_WHAT IS NEEDED:_ Your answer should hold every line of the records below that contains the string "ApiClient".

+++++

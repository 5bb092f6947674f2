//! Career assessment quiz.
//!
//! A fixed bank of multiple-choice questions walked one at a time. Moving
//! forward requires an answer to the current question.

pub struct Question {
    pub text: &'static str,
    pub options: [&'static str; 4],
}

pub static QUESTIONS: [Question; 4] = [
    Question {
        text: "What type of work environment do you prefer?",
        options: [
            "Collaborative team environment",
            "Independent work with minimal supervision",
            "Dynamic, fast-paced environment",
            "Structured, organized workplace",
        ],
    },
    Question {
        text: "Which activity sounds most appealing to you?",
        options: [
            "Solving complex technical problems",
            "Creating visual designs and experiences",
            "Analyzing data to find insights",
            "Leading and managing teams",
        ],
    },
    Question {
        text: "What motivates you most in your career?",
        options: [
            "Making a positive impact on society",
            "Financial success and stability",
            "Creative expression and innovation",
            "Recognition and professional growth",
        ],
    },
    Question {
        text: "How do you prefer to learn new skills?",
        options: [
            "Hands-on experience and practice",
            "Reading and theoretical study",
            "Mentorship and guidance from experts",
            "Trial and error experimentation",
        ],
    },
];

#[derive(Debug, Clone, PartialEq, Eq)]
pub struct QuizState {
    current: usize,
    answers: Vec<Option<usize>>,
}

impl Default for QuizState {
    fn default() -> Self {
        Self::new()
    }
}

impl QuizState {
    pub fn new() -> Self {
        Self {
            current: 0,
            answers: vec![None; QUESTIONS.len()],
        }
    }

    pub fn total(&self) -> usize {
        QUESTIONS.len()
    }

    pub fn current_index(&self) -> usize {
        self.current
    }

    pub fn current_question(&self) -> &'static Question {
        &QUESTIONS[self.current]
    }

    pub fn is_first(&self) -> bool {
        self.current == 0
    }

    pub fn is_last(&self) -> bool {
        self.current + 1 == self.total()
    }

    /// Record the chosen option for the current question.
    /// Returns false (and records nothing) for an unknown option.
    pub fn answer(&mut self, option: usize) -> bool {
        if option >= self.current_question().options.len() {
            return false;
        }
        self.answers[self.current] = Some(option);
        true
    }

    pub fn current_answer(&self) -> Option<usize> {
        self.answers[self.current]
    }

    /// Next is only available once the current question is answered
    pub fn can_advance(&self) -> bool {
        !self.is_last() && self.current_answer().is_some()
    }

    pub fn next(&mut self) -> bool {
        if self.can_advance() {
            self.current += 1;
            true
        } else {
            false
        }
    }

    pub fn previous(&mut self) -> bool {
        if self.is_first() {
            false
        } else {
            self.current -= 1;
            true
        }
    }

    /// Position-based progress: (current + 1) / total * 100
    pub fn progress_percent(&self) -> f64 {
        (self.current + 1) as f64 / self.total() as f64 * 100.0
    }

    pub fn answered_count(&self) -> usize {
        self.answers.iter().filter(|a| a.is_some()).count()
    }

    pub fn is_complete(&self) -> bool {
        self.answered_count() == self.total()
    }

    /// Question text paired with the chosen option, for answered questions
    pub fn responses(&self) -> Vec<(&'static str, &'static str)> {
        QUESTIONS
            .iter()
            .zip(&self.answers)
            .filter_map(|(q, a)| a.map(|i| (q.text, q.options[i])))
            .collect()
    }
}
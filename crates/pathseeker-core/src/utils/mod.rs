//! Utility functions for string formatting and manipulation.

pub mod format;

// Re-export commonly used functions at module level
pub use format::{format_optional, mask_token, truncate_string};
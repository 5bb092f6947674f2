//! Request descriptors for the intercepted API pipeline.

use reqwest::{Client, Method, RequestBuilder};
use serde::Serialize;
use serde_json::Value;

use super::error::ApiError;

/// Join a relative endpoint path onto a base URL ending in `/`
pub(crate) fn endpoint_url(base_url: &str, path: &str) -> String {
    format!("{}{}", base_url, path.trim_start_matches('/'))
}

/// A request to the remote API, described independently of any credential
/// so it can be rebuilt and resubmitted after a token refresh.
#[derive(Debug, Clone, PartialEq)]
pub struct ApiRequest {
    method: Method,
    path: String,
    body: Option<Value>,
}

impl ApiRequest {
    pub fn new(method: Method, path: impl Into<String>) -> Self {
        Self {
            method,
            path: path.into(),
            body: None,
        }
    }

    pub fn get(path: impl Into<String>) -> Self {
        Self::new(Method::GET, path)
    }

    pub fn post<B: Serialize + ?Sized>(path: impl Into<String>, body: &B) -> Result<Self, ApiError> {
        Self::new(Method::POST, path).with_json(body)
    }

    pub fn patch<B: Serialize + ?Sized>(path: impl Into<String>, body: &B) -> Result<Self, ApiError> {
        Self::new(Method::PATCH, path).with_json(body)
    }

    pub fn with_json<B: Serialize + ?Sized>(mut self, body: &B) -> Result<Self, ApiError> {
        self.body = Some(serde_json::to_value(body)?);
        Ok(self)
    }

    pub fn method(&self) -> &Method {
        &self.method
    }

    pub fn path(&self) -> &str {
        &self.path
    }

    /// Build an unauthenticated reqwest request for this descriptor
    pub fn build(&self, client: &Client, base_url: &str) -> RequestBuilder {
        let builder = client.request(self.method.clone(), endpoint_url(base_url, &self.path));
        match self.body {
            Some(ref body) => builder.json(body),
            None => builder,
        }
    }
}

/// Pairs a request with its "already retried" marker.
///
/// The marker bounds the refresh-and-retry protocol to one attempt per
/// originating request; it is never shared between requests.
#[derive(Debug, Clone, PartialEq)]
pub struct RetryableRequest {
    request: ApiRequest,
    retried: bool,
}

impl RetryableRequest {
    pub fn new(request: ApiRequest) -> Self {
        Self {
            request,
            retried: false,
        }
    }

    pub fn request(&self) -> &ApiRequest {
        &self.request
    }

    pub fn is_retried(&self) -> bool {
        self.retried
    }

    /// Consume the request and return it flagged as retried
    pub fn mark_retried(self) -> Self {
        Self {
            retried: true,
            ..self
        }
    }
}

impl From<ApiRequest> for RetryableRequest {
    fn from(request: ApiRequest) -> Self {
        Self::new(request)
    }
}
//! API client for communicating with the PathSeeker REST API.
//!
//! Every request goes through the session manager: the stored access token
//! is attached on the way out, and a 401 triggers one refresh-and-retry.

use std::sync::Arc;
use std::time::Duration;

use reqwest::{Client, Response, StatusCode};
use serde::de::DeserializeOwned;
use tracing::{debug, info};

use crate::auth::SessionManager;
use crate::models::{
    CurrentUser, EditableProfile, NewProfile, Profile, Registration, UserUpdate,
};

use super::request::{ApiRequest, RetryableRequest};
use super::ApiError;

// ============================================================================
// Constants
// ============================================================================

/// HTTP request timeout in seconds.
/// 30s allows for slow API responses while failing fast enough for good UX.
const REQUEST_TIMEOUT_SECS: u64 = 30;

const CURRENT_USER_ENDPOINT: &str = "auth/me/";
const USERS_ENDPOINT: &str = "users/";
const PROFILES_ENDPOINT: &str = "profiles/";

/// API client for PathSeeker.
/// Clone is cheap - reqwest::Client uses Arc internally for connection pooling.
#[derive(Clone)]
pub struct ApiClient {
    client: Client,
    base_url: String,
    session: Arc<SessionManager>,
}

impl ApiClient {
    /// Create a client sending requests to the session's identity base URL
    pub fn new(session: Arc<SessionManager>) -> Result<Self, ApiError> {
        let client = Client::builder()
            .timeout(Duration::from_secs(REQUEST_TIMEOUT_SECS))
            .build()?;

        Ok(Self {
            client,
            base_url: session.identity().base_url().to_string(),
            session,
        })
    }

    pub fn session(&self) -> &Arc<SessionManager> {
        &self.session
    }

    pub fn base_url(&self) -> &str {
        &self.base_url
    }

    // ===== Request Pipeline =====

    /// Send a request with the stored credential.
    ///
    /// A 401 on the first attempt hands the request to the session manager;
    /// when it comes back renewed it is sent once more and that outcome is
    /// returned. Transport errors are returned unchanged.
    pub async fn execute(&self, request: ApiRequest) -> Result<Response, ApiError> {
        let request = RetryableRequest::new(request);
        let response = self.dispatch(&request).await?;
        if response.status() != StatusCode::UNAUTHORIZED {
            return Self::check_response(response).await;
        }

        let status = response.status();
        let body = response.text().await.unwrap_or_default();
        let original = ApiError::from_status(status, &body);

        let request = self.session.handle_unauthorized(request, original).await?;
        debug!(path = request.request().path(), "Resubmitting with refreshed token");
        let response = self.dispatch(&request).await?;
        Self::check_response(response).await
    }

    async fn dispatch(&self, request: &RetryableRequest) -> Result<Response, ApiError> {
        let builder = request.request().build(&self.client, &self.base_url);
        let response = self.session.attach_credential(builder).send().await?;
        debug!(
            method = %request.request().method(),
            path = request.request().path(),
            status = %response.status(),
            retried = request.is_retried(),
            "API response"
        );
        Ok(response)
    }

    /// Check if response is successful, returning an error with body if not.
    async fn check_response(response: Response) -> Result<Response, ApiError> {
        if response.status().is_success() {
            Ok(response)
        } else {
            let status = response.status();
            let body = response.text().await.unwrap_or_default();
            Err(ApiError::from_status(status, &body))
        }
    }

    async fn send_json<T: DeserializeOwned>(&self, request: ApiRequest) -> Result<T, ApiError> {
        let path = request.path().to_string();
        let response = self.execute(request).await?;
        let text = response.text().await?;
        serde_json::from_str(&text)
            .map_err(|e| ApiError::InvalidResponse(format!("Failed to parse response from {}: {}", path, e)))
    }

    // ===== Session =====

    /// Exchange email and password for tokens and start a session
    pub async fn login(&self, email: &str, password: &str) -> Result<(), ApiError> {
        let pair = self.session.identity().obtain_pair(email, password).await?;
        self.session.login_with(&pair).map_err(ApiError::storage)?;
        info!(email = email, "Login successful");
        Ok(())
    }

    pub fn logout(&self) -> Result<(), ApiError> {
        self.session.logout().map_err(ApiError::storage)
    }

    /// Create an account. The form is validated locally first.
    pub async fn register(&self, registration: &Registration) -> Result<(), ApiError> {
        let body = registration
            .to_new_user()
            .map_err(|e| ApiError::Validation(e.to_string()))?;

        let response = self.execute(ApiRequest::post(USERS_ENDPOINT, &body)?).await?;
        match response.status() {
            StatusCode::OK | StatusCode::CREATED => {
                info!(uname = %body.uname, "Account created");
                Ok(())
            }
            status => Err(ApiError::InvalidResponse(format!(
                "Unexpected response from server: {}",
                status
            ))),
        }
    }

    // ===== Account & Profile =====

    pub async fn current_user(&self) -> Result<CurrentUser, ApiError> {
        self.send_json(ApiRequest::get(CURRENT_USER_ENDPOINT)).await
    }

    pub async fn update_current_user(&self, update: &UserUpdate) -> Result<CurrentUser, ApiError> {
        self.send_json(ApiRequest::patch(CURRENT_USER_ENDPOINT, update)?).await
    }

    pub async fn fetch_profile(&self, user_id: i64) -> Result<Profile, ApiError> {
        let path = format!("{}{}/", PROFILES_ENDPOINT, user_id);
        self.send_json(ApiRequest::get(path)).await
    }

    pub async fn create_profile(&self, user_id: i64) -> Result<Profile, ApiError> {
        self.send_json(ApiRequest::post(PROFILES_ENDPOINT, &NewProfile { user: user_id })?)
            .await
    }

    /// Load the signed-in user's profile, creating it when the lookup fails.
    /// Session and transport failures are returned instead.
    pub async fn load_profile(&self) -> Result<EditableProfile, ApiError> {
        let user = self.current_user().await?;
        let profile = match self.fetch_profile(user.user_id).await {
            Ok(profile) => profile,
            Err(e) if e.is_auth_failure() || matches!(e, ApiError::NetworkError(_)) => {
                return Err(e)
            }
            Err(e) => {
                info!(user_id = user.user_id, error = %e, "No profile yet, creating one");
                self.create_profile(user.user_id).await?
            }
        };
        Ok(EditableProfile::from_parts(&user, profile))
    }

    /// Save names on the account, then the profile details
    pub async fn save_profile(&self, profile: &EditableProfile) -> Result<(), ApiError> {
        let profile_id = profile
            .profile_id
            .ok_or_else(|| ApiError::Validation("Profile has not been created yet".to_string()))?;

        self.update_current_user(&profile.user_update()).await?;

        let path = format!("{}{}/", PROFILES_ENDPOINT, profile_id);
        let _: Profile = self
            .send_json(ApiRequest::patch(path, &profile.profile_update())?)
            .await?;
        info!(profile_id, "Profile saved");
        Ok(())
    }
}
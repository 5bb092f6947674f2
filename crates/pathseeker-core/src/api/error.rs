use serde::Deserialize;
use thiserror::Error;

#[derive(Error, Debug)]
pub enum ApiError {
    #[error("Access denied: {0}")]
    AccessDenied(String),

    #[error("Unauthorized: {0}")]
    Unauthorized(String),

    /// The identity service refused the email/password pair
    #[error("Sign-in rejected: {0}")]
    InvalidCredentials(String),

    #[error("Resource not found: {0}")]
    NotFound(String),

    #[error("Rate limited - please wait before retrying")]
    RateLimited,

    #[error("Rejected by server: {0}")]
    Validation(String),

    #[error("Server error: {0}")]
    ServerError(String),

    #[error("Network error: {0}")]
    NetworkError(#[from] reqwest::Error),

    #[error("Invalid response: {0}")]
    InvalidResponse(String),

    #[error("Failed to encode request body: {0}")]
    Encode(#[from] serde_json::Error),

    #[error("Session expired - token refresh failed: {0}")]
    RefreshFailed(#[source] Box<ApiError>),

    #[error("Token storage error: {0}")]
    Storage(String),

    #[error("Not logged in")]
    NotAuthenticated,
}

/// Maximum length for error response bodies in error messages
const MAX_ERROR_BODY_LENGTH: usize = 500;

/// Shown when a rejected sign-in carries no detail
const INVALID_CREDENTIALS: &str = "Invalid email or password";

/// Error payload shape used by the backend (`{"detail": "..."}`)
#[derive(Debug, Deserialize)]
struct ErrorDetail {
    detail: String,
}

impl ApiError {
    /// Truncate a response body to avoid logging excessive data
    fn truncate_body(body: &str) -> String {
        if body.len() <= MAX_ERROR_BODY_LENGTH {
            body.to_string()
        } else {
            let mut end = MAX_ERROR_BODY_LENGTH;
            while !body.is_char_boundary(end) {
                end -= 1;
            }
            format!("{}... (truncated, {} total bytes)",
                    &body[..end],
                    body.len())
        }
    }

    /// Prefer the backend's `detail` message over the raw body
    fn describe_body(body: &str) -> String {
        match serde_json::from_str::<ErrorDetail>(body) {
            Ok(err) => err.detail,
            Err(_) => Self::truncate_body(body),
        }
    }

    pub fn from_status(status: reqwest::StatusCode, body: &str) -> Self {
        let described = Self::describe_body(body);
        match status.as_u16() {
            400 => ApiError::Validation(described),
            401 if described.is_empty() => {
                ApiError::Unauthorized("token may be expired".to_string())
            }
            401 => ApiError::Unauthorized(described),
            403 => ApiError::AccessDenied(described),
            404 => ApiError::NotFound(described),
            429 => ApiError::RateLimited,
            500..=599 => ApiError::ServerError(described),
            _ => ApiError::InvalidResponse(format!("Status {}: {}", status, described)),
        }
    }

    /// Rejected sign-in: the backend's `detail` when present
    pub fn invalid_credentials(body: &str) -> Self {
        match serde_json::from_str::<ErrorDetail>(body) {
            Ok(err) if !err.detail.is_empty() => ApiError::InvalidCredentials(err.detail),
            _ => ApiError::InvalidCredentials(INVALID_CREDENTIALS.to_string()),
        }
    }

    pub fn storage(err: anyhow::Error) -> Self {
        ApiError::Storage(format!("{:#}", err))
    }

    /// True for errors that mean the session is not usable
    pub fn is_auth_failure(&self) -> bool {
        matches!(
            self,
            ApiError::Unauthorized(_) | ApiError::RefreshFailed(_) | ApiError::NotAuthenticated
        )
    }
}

+++++

_REPLY:_
pub struct ApiClient {
impl ApiClient {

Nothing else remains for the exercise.